Settembre – Serengeti Settentrionale, Tanzania

La Grande Migrazione degli gnu

Settembre è il periodo perfetto per assistere alla Grande Migrazione, quando oltre due milioni di gnu, zebre e gazzelle attraversano gli ecosistemi del Serengeti e del Masai Mara. Nell’area settentrionale del parco, nei pressi di Kogatende, gli attraversamenti dei fiumi regalano scene di straordinaria intensità. La zona è ricca di fauna tutto l’anno, con leoni, leopardi, ghepardi ed elefanti, rendendola una meta safari eccezionale anche oltre il periodo della migrazione.

Ottobre – Bodh Gaya, Bihar, India

Diwali: il festival delle luci e della devozione

Con l’avvicinarsi del Diwali, Bodh Gaya si illumina di un’energia intensa e contemplativa.

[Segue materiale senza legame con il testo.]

use std::env;
use std::process;

use anyhow::Context;
use hydrosonde_core::config::{DEFAULT_CONFIG_FILE, ENV_CONFIG_PATH};
use hydrosonde_core::{logging, Config};
use tracing::{error, info};

mod pipeline;
mod supervisor;

use supervisor::Supervisor;

/// Exit status when the error budget runs out.
const EXIT_BUDGET_EXCEEDED: i32 = 1;
/// Exit status for configuration that cannot start a run.
const EXIT_BAD_CONFIG: i32 = 2;

fn main() -> anyhow::Result<()> {
    let config_path = env::var(ENV_CONFIG_PATH).unwrap_or_else(|_| DEFAULT_CONFIG_FILE.to_string());

    let config = match Config::load(&config_path) {
        Ok(config) => config,
        Err(err) => {
            logging::init();
            error!(path = %config_path, error = %err, "Fatal configuration error");
            process::exit(EXIT_BAD_CONFIG);
        }
    };

    logging::init_from_config(&config.logging).context("failed to initialize logging")?;

    info!(
        config = %config_path,
        trigger_pin = ?config.hardware.trigger_pin,
        echo_pin = ?config.hardware.echo_pin,
        debug = config.hardware.debug,
        db = %config.store.path.display(),
        "Hydrosonde node starting"
    );

    let mut supervisor = Supervisor::new(&config.supervisor);
    if let Err(err) = supervisor.run(|| pipeline::run(&config)) {
        error!(error = %err, "The error limit has been surpassed, shutting down");
        process::exit(EXIT_BUDGET_EXCEEDED);
    }

    info!("Hydrosonde node stopped");
    Ok(())
}
//! Echo sources: anything that can produce one ranging reading.
//!
//! The GPIO [`PulseTimer`](crate::pulse::PulseTimer) and the
//! [`SimulatedEcho`](crate::simulate::SimulatedEcho) generator are
//! interchangeable behind [`EchoSource`]; which one runs is decided when the
//! pipeline is built.

use std::time::Duration;
use thiserror::Error;

/// One ranging reading.
#[derive(Debug, Clone, Copy, PartialEq)]
pub enum EchoReading {
    /// Measured high time of the echo pin (round trip)
    Elapsed(Duration),
    /// Distance produced directly, without a pulse
    Synthetic(f64),
}

/// Which edge the timer was waiting for.
#[derive(Debug, Clone, Copy, PartialEq, Eq)]
pub enum EchoPhase {
    Rising,
    Falling,
}

/// Errors from a single trigger/echo cycle.
#[derive(Debug, Error)]
pub enum PulseError {
    /// The echo did not complete within the phase timeout
    #[error("Echo timed out waiting for {phase:?} edge after {waited:?}")]
    Timeout { phase: EchoPhase, waited: Duration },

    /// Reading or driving a pin failed
    #[error("GPIO pin error: {0}")]
    Pin(String),
}

impl PulseError {
    pub fn is_timeout(&self) -> bool {
        matches!(self, PulseError::Timeout { .. })
    }
}

impl From<PulseError> for hydrosonde_core::Error {
    fn from(err: PulseError) -> Self {
        hydrosonde_core::Error::Hardware(err.to_string())
    }
}

/// Strategy producing ranging readings.
pub trait EchoSource {
    /// Run one measurement.
    fn next_echo(&mut self) -> Result<EchoReading, PulseError>;
}

impl<S: EchoSource + ?Sized> EchoSource for Box<S> {
    fn next_echo(&mut self) -> Result<EchoReading, PulseError> {
        (**self).next_echo()
    }
}
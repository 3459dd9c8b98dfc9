//! SQLite-backed reading store
//!
//! Holds two tables:
//! - `readings`: one row per computed level (height, percentage, UTC time)
//! - `calibration`: key/value pairs for `Max_Distance`, `Min_Distance` and
//!   `Min_Max_Uncertainty`
//!
//! Timestamps are stored as UTC text in a fixed-width format so that string
//! order matches time order. The `time` column is unique and inserts use
//! `INSERT OR IGNORE`, so writing the same reading twice keeps one row.

use chrono::{DateTime, NaiveDateTime, TimeZone, Utc};
use hydrosonde_core::types::{KEY_MAX_DISTANCE, KEY_MIN_DISTANCE, KEY_MIN_MAX_UNCERTAINTY};
use hydrosonde_core::{CalibrationInfo, CalibrationSource, LevelResult, ReadingSink};
use rusqlite::{params, Connection, OpenFlags, OptionalExtension};
use std::path::Path;
use tracing::{debug, info};

use crate::error::{Result, StoreError};

/// Storage format for the `time` column.
pub const TIME_FORMAT: &str = "%Y-%m-%d %H:%M:%S%.6f";

/// Format a timestamp the way it is stored.
pub fn format_time(timestamp: &DateTime<Utc>) -> String {
    timestamp.format(TIME_FORMAT).to_string()
}

/// Parse a stored timestamp.
pub fn parse_time(text: &str) -> Result<DateTime<Utc>> {
    NaiveDateTime::parse_from_str(text, TIME_FORMAT)
        .map(|naive| Utc.from_utc_datetime(&naive))
        .map_err(|_| StoreError::InvalidTimestamp(text.to_string()))
}

/// A stored height with the percentage recorded alongside it.
#[derive(Debug, Clone, Copy, PartialEq)]
pub struct StoredLevel {
    pub height: f64,
    pub percentage: i32,
}

/// Reading sink and calibration source on a single SQLite connection.
pub struct ReadingStore {
    conn: Connection,
}

impl ReadingStore {
    /// Create or open the store at `path`.
    pub fn open(path: impl AsRef<Path>) -> Result<Self> {
        let path = path.as_ref();

        if let Some(parent) = path.parent() {
            if !parent.as_os_str().is_empty() {
                std::fs::create_dir_all(parent)?;
            }
        }

        let conn = Connection::open_with_flags(
            path,
            OpenFlags::SQLITE_OPEN_READ_WRITE
                | OpenFlags::SQLITE_OPEN_CREATE
                | OpenFlags::SQLITE_OPEN_NO_MUTEX,
        )?;
        conn.pragma_update(None, "journal_mode", "WAL")?;
        conn.pragma_update(None, "synchronous", "NORMAL")?;
        Self::init_schema(&conn)?;

        info!(path = %path.display(), "Reading store opened");
        Ok(Self { conn })
    }

    /// Store that lives only as long as the connection.
    pub fn open_in_memory() -> Result<Self> {
        let conn = Connection::open_in_memory()?;
        Self::init_schema(&conn)?;
        Ok(Self { conn })
    }

    fn init_schema(conn: &Connection) -> Result<()> {
        conn.execute_batch(
            "CREATE TABLE IF NOT EXISTS readings (
                id INTEGER PRIMARY KEY AUTOINCREMENT,
                height REAL NOT NULL,
                percentage INTEGER NOT NULL,
                time TEXT NOT NULL UNIQUE
            );
            CREATE INDEX IF NOT EXISTS idx_readings_time ON readings(time);
            CREATE TABLE IF NOT EXISTS calibration (
                key TEXT PRIMARY KEY,
                value REAL NOT NULL
            );",
        )?;
        Ok(())
    }

    /// Append a reading. Returns `false` if a reading with the same
    /// timestamp was already stored.
    pub fn insert(&self, reading: &LevelResult) -> Result<bool> {
        let changed = self.conn.execute(
            "INSERT OR IGNORE INTO readings (height, percentage, time) VALUES (?1, ?2, ?3)",
            params![
                reading.height,
                reading.percentage,
                format_time(&reading.timestamp)
            ],
        )?;
        Ok(changed == 1)
    }

    pub fn reading_count(&self) -> Result<u64> {
        let count: i64 = self
            .conn
            .query_row("SELECT COUNT(*) FROM readings", [], |row| row.get(0))?;
        Ok(count as u64)
    }

    /// Most recent reading, if any.
    pub fn latest_reading(&self) -> Result<Option<LevelResult>> {
        let row = self
            .conn
            .query_row(
                "SELECT height, percentage, time FROM readings ORDER BY time DESC LIMIT 1",
                [],
                |row| {
                    Ok((
                        row.get::<_, f64>(0)?,
                        row.get::<_, i32>(1)?,
                        row.get::<_, String>(2)?,
                    ))
                },
            )
            .optional()?;

        match row {
            Some((height, percentage, time)) => Ok(Some(LevelResult {
                height,
                percentage,
                timestamp: parse_time(&time)?,
            })),
            None => Ok(None),
        }
    }

    /// Up to `limit` newest levels, newest first, heights rounded to 2 places.
    pub fn latest_levels(&self, limit: usize) -> Result<Vec<StoredLevel>> {
        let mut stmt = self.conn.prepare(
            "SELECT height, percentage FROM readings ORDER BY time DESC LIMIT ?1",
        )?;
        let rows = stmt.query_map(params![limit as i64], level_from_row)?;
        Ok(rows.collect::<std::result::Result<Vec<_>, _>>()?)
    }

    /// Up to `limit` newest levels recorded at or before `at`, newest first.
    pub fn levels_at_or_before(&self, at: &DateTime<Utc>, limit: usize) -> Result<Vec<StoredLevel>> {
        let mut stmt = self.conn.prepare(
            "SELECT height, percentage FROM readings WHERE time <= ?1 ORDER BY time DESC LIMIT ?2",
        )?;
        let rows = stmt.query_map(params![format_time(at), limit as i64], level_from_row)?;
        Ok(rows.collect::<std::result::Result<Vec<_>, _>>()?)
    }

    /// Newest heights, rounded to 2 places.
    pub fn latest_heights(&self, limit: usize) -> Result<Vec<f64>> {
        Ok(self
            .latest_levels(limit)?
            .into_iter()
            .map(|level| level.height)
            .collect())
    }

    /// Write all three calibration values.
    pub fn set_calibration(&self, calib: &CalibrationInfo) -> Result<()> {
        let mut stmt = self.conn.prepare(
            "INSERT INTO calibration (key, value) VALUES (?1, ?2)
             ON CONFLICT(key) DO UPDATE SET value = excluded.value",
        )?;
        stmt.execute(params![KEY_MAX_DISTANCE, calib.max_distance])?;
        stmt.execute(params![KEY_MIN_DISTANCE, calib.min_distance])?;
        stmt.execute(params![KEY_MIN_MAX_UNCERTAINTY, calib.min_max_uncertainty])?;
        debug!(?calib, "Calibration stored");
        Ok(())
    }

    /// Read the calibration values. Fails if any key is absent.
    pub fn calibration(&self) -> Result<CalibrationInfo> {
        Ok(CalibrationInfo {
            max_distance: self.calibration_value(KEY_MAX_DISTANCE)?,
            min_distance: self.calibration_value(KEY_MIN_DISTANCE)?,
            min_max_uncertainty: self.calibration_value(KEY_MIN_MAX_UNCERTAINTY)?,
        })
    }

    fn calibration_value(&self, key: &'static str) -> Result<f64> {
        self.conn
            .query_row(
                "SELECT value FROM calibration WHERE key = ?1",
                params![key],
                |row| row.get(0),
            )
            .optional()?
            .ok_or(StoreError::MissingCalibration { key })
    }
}

fn level_from_row(row: &rusqlite::Row<'_>) -> rusqlite::Result<StoredLevel> {
    let height: f64 = row.get(0)?;
    Ok(StoredLevel {
        height: (height * 100.0).round() / 100.0,
        percentage: row.get(1)?,
    })
}

impl ReadingSink for ReadingStore {
    fn insert_reading(&mut self, reading: &LevelResult) -> hydrosonde_core::Result<()> {
        match self.insert(reading) {
            Ok(true) => Ok(()),
            Ok(false) => {
                debug!(timestamp = %reading.timestamp, "Reading already stored");
                Ok(())
            }
            Err(err) => Err(hydrosonde_core::Error::SinkFailure(err.to_string())),
        }
    }
}

impl CalibrationSource for ReadingStore {
    fn load_calibration(&mut self) -> hydrosonde_core::Result<CalibrationInfo> {
        match self.calibration() {
            Ok(calib) => Ok(calib),
            Err(err @ StoreError::MissingCalibration { .. }) => {
                Err(hydrosonde_core::Error::InvalidConfiguration(err.to_string()))
            }
            Err(err) => Err(hydrosonde_core::Error::CalibrationUnavailable(err.to_string())),
        }
    }
}
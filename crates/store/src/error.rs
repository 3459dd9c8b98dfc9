//! Error types for reading storage.

use thiserror::Error;

/// Errors that can occur in store operations
#[derive(Debug, Error)]
pub enum StoreError {
    #[error("Database error: {0}")]
    Database(#[from] rusqlite::Error),

    #[error("IO error: {0}")]
    Io(#[from] std::io::Error),

    #[error("Calibration value missing: {key}")]
    MissingCalibration { key: &'static str },

    #[error("Invalid stored timestamp: {0}")]
    InvalidTimestamp(String),
}

/// Result type for store operations.
pub type Result<T> = std::result::Result<T, StoreError>;
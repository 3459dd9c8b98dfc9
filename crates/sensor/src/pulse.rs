//! HC-SR04 pulse timer
//!
//! Drives one trigger/echo cycle on a pin pair and times the echo's high
//! interval by busy-polling the input pin.
//!
//! # Phases
//! - **WAIT_RISING**: after the trigger, poll for the echo to go high. When the
//!   phase timeout passes without an edge the sensor is re-triggered and the
//!   wait starts over. There is no attempt limit.
//! - **WAIT_FALLING**: once high, poll for the echo to go low. A phase timeout
//!   here aborts the attempt with [`PulseError::Timeout`]; the caller decides
//!   whether to try again.
//!
//! The pins are owned for the lifetime of the timer. Dropping it drives the
//! trigger low; the GPIO backend releases the lines when the pins drop.

use std::thread;
use std::time::{Duration, Instant};

use embedded_hal::digital::{InputPin, OutputPin};
use hydrosonde_core::config::HardwareConfig;
use tracing::{debug, info};

use crate::echo::{EchoPhase, EchoReading, EchoSource, PulseError};

/// Trigger width and per-phase waits.
#[derive(Debug, Clone, Copy, PartialEq, Eq)]
pub struct PulseTiming {
    /// High time of the trigger pulse
    pub trigger_pulse: Duration,
    /// Maximum wait for each echo edge
    pub phase_timeout: Duration,
    /// Pause before re-triggering after a missed rising edge
    pub retrigger_delay: Duration,
}

impl Default for PulseTiming {
    fn default() -> Self {
        Self {
            trigger_pulse: Duration::from_micros(100),
            phase_timeout: Duration::from_millis(500),
            retrigger_delay: Duration::from_millis(100),
        }
    }
}

impl From<&HardwareConfig> for PulseTiming {
    fn from(config: &HardwareConfig) -> Self {
        Self {
            trigger_pulse: config.trigger_pulse(),
            phase_timeout: config.phase_timeout(),
            retrigger_delay: config.retrigger_delay(),
        }
    }
}

/// Trigger/echo timer over a pair of `embedded-hal` pins.
pub struct PulseTimer<T: OutputPin, E: InputPin> {
    trigger: T,
    echo: E,
    timing: PulseTiming,
}

fn pin_error<P: embedded_hal::digital::Error>(err: P) -> PulseError {
    PulseError::Pin(format!("{:?}", err))
}

impl<T: OutputPin, E: InputPin> PulseTimer<T, E> {
    /// Take ownership of the pins and park the trigger low.
    pub fn new(mut trigger: T, echo: E, timing: PulseTiming) -> Result<Self, PulseError> {
        trigger.set_low().map_err(pin_error)?;
        Ok(Self {
            trigger,
            echo,
            timing,
        })
    }

    pub fn timing(&self) -> &PulseTiming {
        &self.timing
    }

    fn fire_trigger(&mut self) -> Result<(), PulseError> {
        self.trigger.set_high().map_err(pin_error)?;
        thread::sleep(self.timing.trigger_pulse);
        self.trigger.set_low().map_err(pin_error)
    }

    fn echo_high(&mut self) -> Result<bool, PulseError> {
        self.echo.is_high().map_err(pin_error)
    }

    /// Time one echo pulse.
    ///
    /// Blocks until a rising edge is seen (re-triggering every
    /// `timeout_per_phase`), then returns the high time, or
    /// [`PulseError::Timeout`] if the falling edge does not arrive within
    /// `timeout_per_phase`.
    pub fn measure_pulse(&mut self, timeout_per_phase: Duration) -> Result<Duration, PulseError> {
        self.fire_trigger()?;

        let mut phase_start = Instant::now();
        while !self.echo_high()? {
            if phase_start.elapsed() > timeout_per_phase {
                info!(
                    timeout_ms = timeout_per_phase.as_millis() as u64,
                    "No echo rising edge within time limit, re-triggering"
                );
                thread::sleep(self.timing.retrigger_delay);
                self.fire_trigger()?;
                phase_start = Instant::now();
            }
        }

        let start = Instant::now();
        while self.echo_high()? {
            if start.elapsed() > timeout_per_phase {
                debug!(
                    timeout_ms = timeout_per_phase.as_millis() as u64,
                    "Echo stayed high past time limit, aborting pulse"
                );
                return Err(PulseError::Timeout {
                    phase: EchoPhase::Falling,
                    waited: timeout_per_phase,
                });
            }
        }

        Ok(start.elapsed())
    }
}

impl<T: OutputPin, E: InputPin> EchoSource for PulseTimer<T, E> {
    fn next_echo(&mut self) -> Result<EchoReading, PulseError> {
        let timeout = self.timing.phase_timeout;
        self.measure_pulse(timeout).map(EchoReading::Elapsed)
    }
}

impl<T: OutputPin, E: InputPin> Drop for PulseTimer<T, E> {
    fn drop(&mut self) {
        let _ = self.trigger.set_low();
        debug!("Pulse timer released");
    }
}

#[cfg(test)]
pub(crate) mod tests {
    use super::*;
    use embedded_hal::digital::{ErrorKind, ErrorType};
    use std::cell::Cell;
    use std::rc::Rc;

    /// Trigger pin counting rising edges.
    pub struct CountingTrigger {
        pub fired: Rc<Cell<u32>>,
        pub high: Rc<Cell<bool>>,
    }

    impl ErrorType for CountingTrigger {
        type Error = ErrorKind;
    }

    impl OutputPin for CountingTrigger {
        fn set_low(&mut self) -> Result<(), Self::Error> {
            self.high.set(false);
            Ok(())
        }

        fn set_high(&mut self) -> Result<(), Self::Error> {
            self.fired.set(self.fired.get() + 1);
            self.high.set(true);
            Ok(())
        }
    }

    #[derive(Clone, Copy)]
    pub enum EchoBehavior {
        /// Goes high on the answered trigger and stays high for the width
        Pulse(Duration),
        /// Goes high and never falls
        StuckHigh,
        /// Pin read fails
        Broken,
    }

    /// Echo pin that ignores the first `silent_triggers` triggers.
    pub struct ScriptedEcho {
        fired: Rc<Cell<u32>>,
        silent_triggers: u32,
        behavior: EchoBehavior,
        armed_for: u32,
        rose_at: Option<Instant>,
    }

    impl ErrorType for ScriptedEcho {
        type Error = ErrorKind;
    }

    impl InputPin for ScriptedEcho {
        fn is_high(&mut self) -> Result<bool, Self::Error> {
            let fired = self.fired.get();
            if let EchoBehavior::Broken = self.behavior {
                return Err(ErrorKind::Other);
            }
            if fired <= self.silent_triggers {
                return Ok(false);
            }
            if self.armed_for != fired {
                self.armed_for = fired;
                self.rose_at = Some(Instant::now());
            }
            match (self.behavior, self.rose_at) {
                (EchoBehavior::StuckHigh, _) => Ok(true),
                (EchoBehavior::Pulse(width), Some(rose_at)) => Ok(rose_at.elapsed() < width),
                _ => Ok(false),
            }
        }

        fn is_low(&mut self) -> Result<bool, Self::Error> {
            self.is_high().map(|high| !high)
        }
    }

    pub fn fast_timing(phase_timeout: Duration) -> PulseTiming {
        PulseTiming {
            trigger_pulse: Duration::ZERO,
            phase_timeout,
            retrigger_delay: Duration::ZERO,
        }
    }

    pub fn scripted_timer(
        silent_triggers: u32,
        behavior: EchoBehavior,
        timing: PulseTiming,
    ) -> (PulseTimer<CountingTrigger, ScriptedEcho>, Rc<Cell<u32>>, Rc<Cell<bool>>) {
        let fired = Rc::new(Cell::new(0));
        let high = Rc::new(Cell::new(true));
        let trigger = CountingTrigger {
            fired: fired.clone(),
            high: high.clone(),
        };
        let echo = ScriptedEcho {
            fired: fired.clone(),
            silent_triggers,
            behavior,
            armed_for: 0,
            rose_at: None,
        };
        let timer = PulseTimer::new(trigger, echo, timing).unwrap();
        (timer, fired, high)
    }

    #[test]
    fn test_new_parks_trigger_low() {
        let (_timer, fired, high) = scripted_timer(
            0,
            EchoBehavior::Pulse(Duration::from_millis(1)),
            fast_timing(Duration::from_millis(50)),
        );
        assert!(!high.get());
        assert_eq!(fired.get(), 0);
    }

    #[test]
    fn test_measures_pulse_width() {
        let width = Duration::from_millis(3);
        let (mut timer, fired, _) = scripted_timer(
            0,
            EchoBehavior::Pulse(width),
            fast_timing(Duration::from_millis(200)),
        );

        let elapsed = timer.measure_pulse(Duration::from_millis(200)).unwrap();

        assert!(elapsed >= width - Duration::from_micros(500), "elapsed {:?}", elapsed);
        assert!(elapsed < Duration::from_millis(200));
        assert_eq!(fired.get(), 1);
    }

    #[test]
    fn test_rising_phase_retriggers_on_timeout() {
        let (mut timer, fired, _) = scripted_timer(
            3,
            EchoBehavior::Pulse(Duration::from_millis(1)),
            fast_timing(Duration::from_millis(2)),
        );

        assert!(timer.measure_pulse(Duration::from_millis(2)).is_ok());
        // initial trigger plus one per missed rising edge
        assert_eq!(fired.get(), 4);
    }

    #[test]
    fn test_rising_phase_has_no_attempt_limit() {
        let (mut timer, fired, _) = scripted_timer(
            60,
            EchoBehavior::Pulse(Duration::from_micros(200)),
            fast_timing(Duration::from_millis(1)),
        );

        assert!(timer.measure_pulse(Duration::from_millis(1)).is_ok());
        assert_eq!(fired.get(), 61);
    }

    #[test]
    fn test_falling_phase_timeout_aborts_without_retrigger() {
        let (mut timer, fired, _) = scripted_timer(
            0,
            EchoBehavior::StuckHigh,
            fast_timing(Duration::from_millis(5)),
        );

        let err = timer.measure_pulse(Duration::from_millis(5)).unwrap_err();

        assert!(matches!(
            err,
            PulseError::Timeout {
                phase: EchoPhase::Falling,
                ..
            }
        ));
        assert_eq!(fired.get(), 1);
    }

    #[test]
    fn test_pin_failure_is_not_a_timeout() {
        let (mut timer, _, _) = scripted_timer(
            0,
            EchoBehavior::Broken,
            fast_timing(Duration::from_millis(5)),
        );

        let err = timer.measure_pulse(Duration::from_millis(5)).unwrap_err();
        assert!(!err.is_timeout());
    }

    #[test]
    fn test_echo_source_uses_configured_timeout() {
        let (mut timer, _, _) = scripted_timer(
            0,
            EchoBehavior::Pulse(Duration::from_millis(1)),
            fast_timing(Duration::from_millis(100)),
        );

        match timer.next_echo().unwrap() {
            EchoReading::Elapsed(elapsed) => assert!(elapsed < Duration::from_millis(100)),
            other => panic!("unexpected reading {:?}", other),
        }
    }

    #[test]
    fn test_drop_parks_trigger_low() {
        let (timer, _, high) = scripted_timer(
            0,
            EchoBehavior::Pulse(Duration::from_millis(1)),
            fast_timing(Duration::from_millis(50)),
        );
        high.set(true);
        drop(timer);
        assert!(!high.get());
    }

    #[test]
    fn test_timing_from_hardware_config() {
        let timing = PulseTiming::from(&HardwareConfig::default());
        assert_eq!(timing, PulseTiming::default());
    }
}
use anyhow::Result;
use rusqlite::Connection;
use tracing::info;

use crate::settings::{DEFAULT_REACTION_EMOJIS, REACTION_EMOJIS_KEY};

pub fn run(conn: &Connection) -> Result<()> {
    conn.execute_batch(
        "CREATE TABLE IF NOT EXISTS schema_version (version INTEGER NOT NULL);"
    )?;

    let version: i64 = conn
        .query_row("SELECT COALESCE(MAX(version), 0) FROM schema_version", [], |r| r.get(0))?;

    if version < 1 {
        info!("Running migration v1 (initial schema)");
        conn.execute_batch(
            "
            CREATE TABLE messages (
                id          INTEGER PRIMARY KEY AUTOINCREMENT,
                text        TEXT NOT NULL,
                author      TEXT NOT NULL DEFAULT 'anon',
                answer      TEXT,
                banned      INTEGER NOT NULL DEFAULT 0,
                pinned      INTEGER NOT NULL DEFAULT 0,
                admin_liked INTEGER NOT NULL DEFAULT 0,
                ip          TEXT,
                user_agent  TEXT,
                geo         TEXT,
                created_at  TEXT NOT NULL
            );

            CREATE INDEX idx_messages_banned_created
                ON messages(banned, created_at DESC);

            CREATE TABLE reactions (
                id          INTEGER PRIMARY KEY AUTOINCREMENT,
                message_id  INTEGER NOT NULL REFERENCES messages(id) ON DELETE CASCADE,
                emoji       TEXT NOT NULL,
                session_id  TEXT NOT NULL,
                UNIQUE(message_id, emoji, session_id)
            );

            CREATE INDEX idx_reactions_message
                ON reactions(message_id);

            CREATE TABLE settings (
                key   TEXT PRIMARY KEY,
                value TEXT NOT NULL
            );

            CREATE TABLE visits (
                id          INTEGER PRIMARY KEY AUTOINCREMENT,
                session_id  TEXT NOT NULL,
                ip          TEXT,
                user_agent  TEXT,
                geo         TEXT,
                referrer    TEXT NOT NULL DEFAULT '',
                path        TEXT NOT NULL DEFAULT '/',
                duration    INTEGER NOT NULL DEFAULT 0,
                created_at  TEXT NOT NULL
            );

            CREATE INDEX idx_visits_session_id ON visits(session_id);
            CREATE INDEX idx_visits_created_at ON visits(created_at);

            CREATE TABLE banned_ips (
                ip          TEXT PRIMARY KEY,
                created_at  TEXT NOT NULL
            );

            INSERT INTO schema_version (version) VALUES (1);
            ",
        )?;
    }

    // Seeded once; later replaced wholesale by the admin
    let defaults = serde_json::to_string(&DEFAULT_REACTION_EMOJIS)?;
    conn.execute(
        "INSERT OR IGNORE INTO settings (key, value) VALUES (?1, ?2)",
        (REACTION_EMOJIS_KEY, defaults),
    )?;

    info!("Database migrations complete");
    Ok(())
}

#[cfg(test)]
mod tests {
    use super::*;

    #[test]
    fn migrations_are_idempotent() {
        let conn = Connection::open_in_memory().unwrap();
        run(&conn).unwrap();
        run(&conn).unwrap();

        let versions: i64 = conn
            .query_row("SELECT COUNT(*) FROM schema_version", [], |r| r.get(0))
            .unwrap();
        assert_eq!(versions, 1);
    }

    #[test]
    fn seed_does_not_overwrite_admin_choice() {
        let conn = Connection::open_in_memory().unwrap();
        run(&conn).unwrap();
        conn.execute(
            "UPDATE settings SET value = '[\"🦀\"]' WHERE key = ?1",
            [REACTION_EMOJIS_KEY],
        )
        .unwrap();

        run(&conn).unwrap();

        let value: String = conn
            .query_row("SELECT value FROM settings WHERE key = ?1", [REACTION_EMOJIS_KEY], |r| r.get(0))
            .unwrap();
        assert_eq!(value, "[\"🦀\"]");
    }
}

Il complesso del Tempio di Mahabodhi, luogo dell’illuminazione del Buddha, si arricchisce di lampade, fiori e decorazioni. Oltre alla spiritualità, la regione offre un patrimonio storico unico, esplorabile con visite a Nalanda e Rajgir, antichi centri di sapere e potere. I mercati cittadini, ricchi di dolci e artigianato, e il clima più fresco rendono ottobre il momento ideale per scoprire Bodh Gaya in tutta la sua profondità.

Novembre – Sayulita, Nayarit, Messico

El Día de los Muertos in versione costiera

Sayulita offre un’interpretazione unica del Día de los Muertos, mescolando tradizione e spirito bohemien da surf town. Le strade si riempiono di altari colorati, marigold e papel picado, mentre artisti locali espongono opere ispirate alle iconiche calaveras. Parate e musica arrivano fino alla spiaggia, creando un’atmosfera suggestiva e rilassata, perfetta per celebrare la memoria dei propri cari al tramonto sull’Oceano Pacifico.

Dicembre – Merano, Italia

Mercatini di Natale tra le Alpi

Dicembre è il momento perfetto per una fuga europea all’insegna della magia natalizia. A Merano, nel cuore delle Alpi, oltre 80 casette del Mercatino di Natale offrono specialità gastronomiche, bevande calde e creazioni artigianali. Le vie illuminate invitano a passeggiate lente, mentre i dintorni regalano escursioni panoramiche e momenti di benessere nelle celebri terme.